[2nd Ed.] [For additions to our knowledge of the Dimorphism of Bodies, see Professor Johnstone’s valuable Report on that subject in the Reports of the British Association for 1837. Substances have also been found which are trimorphous. We owe to Professor Mitscherlich the discovery of dimorphism, as well as of isomorphism: and to him also we owe the greater part of the knowledge to which these discoveries have led.]


CHAPTER VII.
Attempts to Establish the Fixity of other Physical Properties.—Werner.

THE reflections from which it appeared, (at the end of the last [Book],) that in order to obtain general knowledge respecting bodies, we must give scientific fixity to our appreciation of their properties, applies to their other properties as well as to their crystalline [337] form. And though none of the other properties have yet been referred to standards so definite as that which geometry supplies for crystals, a system has been introduced which makes their measures far more constant and precise than they are to a common undisciplined sense.

The author of this system was Abraham Gottlob Werner, who had been educated in the institutions which the Elector of Saxony had established at the mines of Freiberg. Of an exact and methodical intellect, and of great acuteness of the senses, Werner was well fitted for the task of giving fixity to the appreciation of outward impressions; and this he attempted in his Dissertation on the external Characters of Fossils, which was published at Leipzig in 1774. Of the precision of his estimation of such characters, we may judge from the following story, told by his biographer Frisch.[38] One of his companions had received a quantity of pieces of amber, and was relating to Werner, then very young, that he had found in the lot one piece from which he could extract no signs of electricity. Werner requested to be allowed to put his hand in the bag which contained these pieces, and immediately drew out the unelectrical piece. It was yellow chalcedony, which is distinguishable from amber by its weight and coldness.

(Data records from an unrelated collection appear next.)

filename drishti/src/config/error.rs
//! Configuration loading errors.

/// Config load error
#[derive(Debug, Clone, thiserror::Error)]
pub enum ConfigLoadError {
    /// I/O error
    #[error("IO error: {0}")]
    Io(String),
    /// Parse error
    #[error("Parse error: {0}")]
    Parse(String),
}
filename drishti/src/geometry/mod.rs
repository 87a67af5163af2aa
//! Planar shape geometry for clusters and obstacles.
//!
//! - [`convex_hull`] / [`convex_hull_points`]: Minimal convex hull (monotone chain)
//! - [`RectangleFitter`]: Heading-aligned oriented rectangle fit
//! - [`SizeTable`]: Canonical length/width snapping

mod hull;
mod rectangle;
mod sizing;

pub use hull::{convex_hull, convex_hull_points};
pub use rectangle::{OrientedRectangle, RectangleFit, RectangleFitter};
pub use sizing::SizeTable;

[38] Werner’s Leben, p. 26.

The principal external characters which were subjected by Werner to a systematic examination were color, lustre, hardness, and specific gravity. His subdivisions of the first character (Color), were very numerous; yet it cannot be doubted that if we recollect them by the eye, and not by their names, they are definite and valuable characters, and especially the metallic colors. Breithaupt, merely by the aid of this character, distinguished two new compounds among the small grains found along with the grains of platinum, and usually confounded with them. The kinds of Lustre, namely, glassy, fatty, adamantine, metallic, are, when used in the same manner, equally valuable. Specific Gravity obviously admits of a numerical measure; and the Hardness of a mineral was pretty exactly defined by the substances which it would scratch, and by which it was capable of being scratched.

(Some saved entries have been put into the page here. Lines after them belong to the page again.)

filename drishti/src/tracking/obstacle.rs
//! Tracked obstacle state and per-frame refresh.
//!
//! # Refresh
//!
//! Each frame an obstacle with at least one matched cluster runs:
//!
//! 1. Raw mean over all matched points; lifetime max height updated
//! 2. Ego-motion compensation of the stored position (skipped on the
//!    creation frame, whose position is already in frame coordinates)
//! 3. Heading from compensated position to raw mean, kept while the
//!    displacement is below `min_heading_displacement`
//! 4. Oriented rectangle fit in the heading frame. With fewer than two
//!    points every estimate is kept and confidence does not grow
//! 5. Smoothed speed from rectangle-center displacement, glitch clamped
//! 6. Yaw rate from the signed change in rectangle rotation
//! 7. CTRV filter update
//! 8. Classification and confidence adjustment
//!
//! Anomalies never abort a refresh. They are reported in the returned
//! [`RefreshOutcome`] and reflected in confidence.

use serde::{Deserialize, Serialize};

use crate::clustering::Cluster;
use crate::core::math::{normalize_angle, signed_rotation};
use crate::core::{EgoMotion, Point2D, PointGrid};
use crate::filter::{CtrvConfig, CtrvFilter, CtrvMeasurement};
use crate::geometry::{OrientedRectangle, RectangleFitter};

use super::classification::ObstacleClass;
use super::config::TrackerConfig;

/// Stable obstacle identifier, never reused.
#[derive(Clone, Copy, Debug, PartialEq, Eq, PartialOrd, Ord, Hash, Serialize, Deserialize)]
pub struct ObstacleId(pub u64);

impl std::fmt::Display for ObstacleId {
    fn fmt(&self, f: &mut std::fmt::Formatter<'_>) -> std::fmt::Result {
        write!(f, "#{}", self.0)
    }
}

/// Non-fatal condition detected during a refresh.
#[derive(Clone, Copy, Debug, PartialEq, Serialize, Deserialize)]
#[serde(tag = "kind", rename_all = "snake_case")]
pub enum Anomaly {
    /// Too few points to fit a rectangle; previous rectangle retained
    DegenerateGeometry {
        /// Points that reached the fitter
        points: usize,
    },
    /// Raw speed above the glitch limit, clamped to zero
    SpeedGlitch {
        /// Smoothed speed before clamping
        speed: f64,
    },
    /// Speed above the high-speed limit
    HighSpeed {
        /// Smoothed speed
        speed: f64,
    },
    /// Fitted footprint larger than any plausible vehicle
    OversizeFootprint {
        /// Snapped length
        length: f64,
        /// Snapped width
        width: f64,
    },
    /// Tall structure
    BuildingHeight {
        /// Lifetime max point height
        height: f64,
    },
}

impl Anomaly {
    /// True if this anomaly halves confidence.
    pub fn degrades_confidence(&self) -> bool {
        matches!(
            self,
            Anomaly::HighSpeed { .. }
                | Anomaly::OversizeFootprint { .. }
                | Anomaly::BuildingHeight { .. }
        )
    }
}

/// What happened during one refresh.
#[derive(Clone, Debug, Default, PartialEq)]
pub struct RefreshOutcome {
    /// Anomalies in detection order
    pub anomalies: Vec<Anomaly>,
    /// Confidence was halved this frame
    pub confidence_halved: bool,
    /// Motion filter was updated this frame
    pub filter_updated: bool,
}

/// Read-only view of one frame shared by every obstacle refresh.
#[derive(Clone, Copy, Debug)]
pub struct FrameContext<'a> {
    /// The frame's point arena
    pub grid: &'a PointGrid,
    /// Clusters of this frame, indexed by matched-cluster lists
    pub clusters: &'a [Cluster],
    /// Ego-motion delta since the previous frame
    pub ego: EgoMotion,
    /// Frame timestamp (µs)
    pub timestamp_us: u64,
}

/// A persistent tracked obstacle.
#[derive(Clone, Debug)]
pub struct TrackedObstacle {
    id: ObstacleId,

    // Pose
    position: Point2D,
    heading: f64,
    /// Created this frame; position is already in frame coordinates
    fresh: bool,

    filter: CtrvFilter,

    // Shape
    rectangle: Option<OrientedRectangle>,
    rotation: f64,
    previous_rotation: f64,
    length: f64,
    width: f64,

    class: ObstacleClass,
    confidence: u32,

    /// Cluster indices matched this frame
    matched: Vec<usize>,

    last_timestamp_us: u64,
    max_height: f64,
    raw_mean: Point2D,

    // Raw motion
    speed_x: f64,
    speed_y: f64,
    speed: f64,
    yaw_rate: f64,

    missed_frames: u32,
}

impl TrackedObstacle {
    /// Create an obstacle at a cluster center.
    pub fn new(
        id: ObstacleId,
        center: Point2D,
        timestamp_us: u64,
        initial_confidence: u32,
        filter_config: CtrvConfig,
    ) -> Self {
        let mut filter = CtrvFilter::new(filter_config);
        filter.init(center.x, center.y, 0.0, 0.0, 0.0);

        Self {
            id,
            position: center,
            heading: 0.0,
            fresh: true,
            filter,
            rectangle: None,
            rotation: 0.0,
            previous_rotation: 0.0,
            length: 0.0,
            width: 0.0,
            class: ObstacleClass::Unclassified,
            confidence: initial_confidence,
            matched: Vec::new(),
            last_timestamp_us: timestamp_us,
            max_height: f64::NEG_INFINITY,
            raw_mean: center,
            speed_x: 0.0,
            speed_y: 0.0,
            speed: 0.0,
            yaw_rate: 0.0,
            missed_frames: 0,
        }
    }

    /// Add a cluster (by frame index) to this frame's working set.
    pub fn assign(&mut self, cluster: usize) {
        self.matched.push(cluster);
    }

    /// Euclidean distance from the stored position.
    #[inline]
    pub fn distance_to(&self, point: Point2D) -> f64 {
        self.position.distance(&point)
    }

    /// Fuse this frame's matched clusters.
    ///
    /// Falls back to [`miss`](Self::miss) when no cluster was matched.
    pub fn refresh(
        &mut self,
        frame: &FrameContext<'_>,
        config: &TrackerConfig,
        fitter: &RectangleFitter,
    ) -> RefreshOutcome {
        let mut outcome = RefreshOutcome::default();

        // A new obstacle already lives in this frame's coordinates
        let ego = if std::mem::take(&mut self.fresh) {
            EgoMotion::ZERO
        } else {
            frame.ego
        };

        let mut points = Vec::new();
        for &index in &self.matched {
            let Some(cluster) = frame.clusters.get(index) else {
                continue;
            };
            if let Some(height) = cluster.max_height(frame.grid) {
                self.max_height = self.max_height.max(height);
            }
            points.extend(cluster.points(frame.grid).map(|p| p.xy()));
        }
        self.matched.clear();

        let Some(mean) = Point2D::mean(&points) else {
            self.miss();
            outcome.confidence_halved = true;
            return outcome;
        };

        // Ego compensation, then heading
        let compensated = self.position.translated(ego.dx, ego.dy);
        let dx = mean.x - compensated.x;
        let dy = mean.y - compensated.y;
        let heading = if dx.hypot(dy) > config.min_heading_displacement {
            normalize_angle(dy.atan2(dx))
        } else {
            self.heading
        };

        // Too few points: keep every estimate from the last fit
        let Some(fit) = fitter.fit(&points, heading) else {
            log::warn!(
                "Obstacle {}: {} point(s) cannot support a rectangle, keeping previous",
                self.id,
                points.len()
            );
            outcome.anomalies.push(Anomaly::DegenerateGeometry {
                points: points.len(),
            });
            self.check_height(config, &mut outcome);
            self.settle_confidence(&mut outcome, false);
            return outcome;
        };

        let dt = frame.timestamp_us.saturating_sub(self.last_timestamp_us) as f64 / 1e6;
        self.last_timestamp_us = frame.timestamp_us;
        self.raw_mean = mean;
        self.position = mean;
        self.heading = heading;

        // Rectangle
        let previous_center = self.rectangle.as_ref().map(OrientedRectangle::center);
        self.previous_rotation = self.rotation;
        self.rotation = fit.rectangle.rotation();
        self.length = fit.length;
        self.width = fit.width;
        let center = fit.rectangle.center();
        self.rectangle = Some(fit.rectangle);

        // Speed and yaw rate need a previous rectangle and elapsed time
        self.yaw_rate = 0.0;
        if let Some(previous) = previous_center {
            if dt > 0.0 {
                let inst_x = (center.x - ego.dx - previous.x) / dt;
                let inst_y = (center.y - ego.dy - previous.y) / dt;
                let w = config.speed_smoothing;
                self.speed_x = w * inst_x + (1.0 - w) * self.speed_x;
                self.speed_y = w * inst_y + (1.0 - w) * self.speed_y;
                self.speed = self.speed_x.hypot(self.speed_y);

                if self.speed > config.speed_glitch_limit {
                    log::warn!(
                        "Obstacle {}: implausible speed {:.1}, clamping to zero",
                        self.id,
                        self.speed
                    );
                    outcome.anomalies.push(Anomaly::SpeedGlitch { speed: self.speed });
                    self.speed = 0.0;
                    self.speed_x = 0.0;
                    self.speed_y = 0.0;
                }

                self.yaw_rate = signed_rotation(self.previous_rotation, self.rotation) / dt;
            }
        }

        // Filter
        let measurement = CtrvMeasurement {
            x: center.x,
            y: center.y,
            theta: self.rotation,
            speed: self.speed,
            yaw_rate: self.yaw_rate,
        };
        self.filter.update(&measurement, ego, dt);
        outcome.filter_updated = true;

        // Classification and confidence
        self.class = ObstacleClass::from_footprint(self.length, self.width, &config.classes);

        if self.speed > config.high_speed_limit {
            outcome.anomalies.push(Anomaly::HighSpeed { speed: self.speed });
        }
        if self.length > config.max_footprint.length || self.width > config.max_footprint.width {
            outcome.anomalies.push(Anomaly::OversizeFootprint {
                length: self.length,
                width: self.width,
            });
        }
        self.check_height(config, &mut outcome);
        self.settle_confidence(&mut outcome, true);

        log::debug!(
            "Obstacle {}: {} at ({:.2}, {:.2}) v={:.2} ω={:.3} {}x{} conf={}",
            self.id,
            self.class,
            self.filter.x(),
            self.filter.y(),
            self.filter.speed(),
            self.filter.yaw_rate(),
            self.length,
            self.width,
            self.confidence
        );

        outcome
    }

    /// Force the building class when the lifetime max height is too tall.
    fn check_height(&mut self, config: &TrackerConfig, outcome: &mut RefreshOutcome) {
        if self.max_height > config.building_height {
            self.class = ObstacleClass::Building;
            outcome.anomalies.push(Anomaly::BuildingHeight {
                height: self.max_height,
            });
        }
    }

    /// Halve on a degrading anomaly, otherwise grow when `consistent`.
    fn settle_confidence(&mut self, outcome: &mut RefreshOutcome, consistent: bool) {
        if outcome.anomalies.iter().any(Anomaly::degrades_confidence) {
            self.confidence /= 2;
            outcome.confidence_halved = true;
            log::warn!(
                "Obstacle {}: confidence halved to {} ({:?})",
                self.id,
                self.confidence,
                outcome.anomalies
            );
        } else if consistent {
            self.confidence = self.confidence.saturating_add(1);
        }
        self.missed_frames = 0;
    }

    /// Record a frame without any matched cluster.
    ///
    /// Halves confidence; no other estimate changes.
    pub fn miss(&mut self) {
        self.matched.clear();
        self.confidence /= 2;
        self.missed_frames = self.missed_frames.saturating_add(1);
    }

    /// True if confidence is exhausted or the obstacle has gone unmatched
    /// for more than `max_missed_frames`.
    pub fn is_stale(&self, max_missed_frames: u32) -> bool {
        self.confidence == 0 || self.missed_frames > max_missed_frames
    }

    /// True if `point` lies within the fitted rectangle.
    pub fn contains(&self, point: Point2D) -> bool {
        self.rectangle
            .as_ref()
            .is_some_and(|rect| rect.contains(point))
    }

    /// Filtered position advanced by one second along the filtered heading.
    pub fn filtered_movement_vector(&self) -> Point2D {
        self.filter.movement_vector()
    }

    // Accessors

    /// Stable identifier.
    pub fn id(&self) -> ObstacleId {
        self.id
    }

    /// Stored (unfiltered) position.
    pub fn position(&self) -> Point2D {
        self.position
    }

    /// Stored heading, normalized to (−π, π].
    pub fn heading(&self) -> f64 {
        self.heading
    }

    /// Motion filter.
    pub fn filter(&self) -> &CtrvFilter {
        &self.filter
    }

    /// Fitted rectangle, if any frame supported one.
    pub fn rectangle(&self) -> Option<&OrientedRectangle> {
        self.rectangle.as_ref()
    }

    /// Current rectangle rotation.
    pub fn rotation(&self) -> f64 {
        self.rotation
    }

    /// Rectangle rotation of the previous fit.
    pub fn previous_rotation(&self) -> f64 {
        self.previous_rotation
    }

    /// Snapped length.
    pub fn length(&self) -> f64 {
        self.length
    }

    /// Snapped width.
    pub fn width(&self) -> f64 {
        self.width
    }

    /// Current class.
    pub fn class(&self) -> ObstacleClass {
        self.class
    }

    /// Track confidence.
    pub fn confidence(&self) -> u32 {
        self.confidence
    }

    /// Clusters matched so far this frame.
    pub fn matched_clusters(&self) -> &[usize] {
        &self.matched
    }

    /// Timestamp of the last refresh (µs).
    pub fn last_timestamp_us(&self) -> u64 {
        self.last_timestamp_us
    }

    /// Lifetime max point height (−∞ before the first refresh).
    pub fn max_height(&self) -> f64 {
        self.max_height
    }

    /// Raw mean of the last matched points.
    pub fn raw_mean(&self) -> Point2D {
        self.raw_mean
    }

    /// Smoothed raw speed (m/s).
    pub fn speed(&self) -> f64 {
        self.speed
    }

    /// Raw yaw rate of the last refresh (rad/s).
    pub fn yaw_rate(&self) -> f64 {
        self.yaw_rate
    }

    /// Consecutive unmatched frames.
    pub fn missed_frames(&self) -> u32 {
        self.missed_frames
    }
}
//! Pre-allocated scratch space for clustering.
//!
//! Clustering keeps per-point `visited` / `assigned` state for the duration
//! of one pass. The grid's own flags are ingestion pre-flags and stay
//! untouched, so running the same grid twice gives the same clusters.

use std::collections::VecDeque;

use crate::core::{PointGrid, PointIndex};

/// Reusable buffers for [`GridDbscan`](super::GridDbscan) passes.
///
/// # Example
/// ```rust,ignore
/// use drishti::clustering::{ClusterScratch, GridDbscan};
///
/// let dbscan = GridDbscan::default();
/// let mut scratch = ClusterScratch::default();
/// for grid in frames {
///     let clusters = dbscan.cluster_with_scratch(&grid, &mut scratch);
/// }
/// ```
#[derive(Clone, Debug, Default)]
pub struct ClusterScratch {
    /// Point has been expanded (or was pre-flagged visited).
    pub(crate) visited: Vec<bool>,
    /// Point belongs to a cluster (or was pre-flagged clustered).
    pub(crate) assigned: Vec<bool>,
    /// Neighborhood buffer for one region query.
    pub(crate) neighbors: Vec<PointIndex>,
    /// Breadth-first expansion frontier.
    pub(crate) frontier: VecDeque<PointIndex>,
}

impl ClusterScratch {
    /// Create scratch space sized for a grid of `points` cells.
    pub fn with_capacity(points: usize) -> Self {
        Self {
            visited: Vec::with_capacity(points),
            assigned: Vec::with_capacity(points),
            neighbors: Vec::with_capacity(64),
            frontier: VecDeque::with_capacity(256),
        }
    }

    /// Seed state from the grid's ingestion pre-flags.
    pub(crate) fn reset(&mut self, grid: &PointGrid) {
        self.visited.clear();
        self.assigned.clear();
        self.visited.extend(grid.points().iter().map(|p| p.visited));
        self.assigned.extend(grid.points().iter().map(|p| p.clustered));
        self.neighbors.clear();
        self.frontier.clear();
    }
}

Werner soon acquired a reputation as a mineralogist, which drew persons from every part of Europe to Freiberg in order to hear his lectures; and thus diffused very widely his mode of employing external characters. It was, indeed, impossible to attend so closely to [338] these characters as the Wernerian method required, without finding that they were more distinctive than might at first sight be imagined; and the analogy which this mode of studying Mineralogy established between that and other branches of Natural History, recommended the method to those in whom a general inclination to such studies was excited. Thus Professor Jameson of Edinburgh, who had been one of the pupils of Werner at Freiberg, not only published works in which he promulgated the mineralogical doctrines of his master, but established in Edinburgh a “Wernerian Society,” having for its object the general cultivation of Natural History.

Werner’s standards and nomenclature of external characters were somewhat modified by Mohs, who, with the same kinds of talents and views, succeeded him at Freiberg. Mohs reduced hardness to numerical measure by selecting ten known minerals, each harder than the other in order, from talc to corundum and diamond, and by making the place which these minerals occupy in the list, the numerical measure of the hardness of those which are compared with them. The result of the application of this fixed measurement and nomenclature of external characters will appear in the History of Classification, to which we now proceed.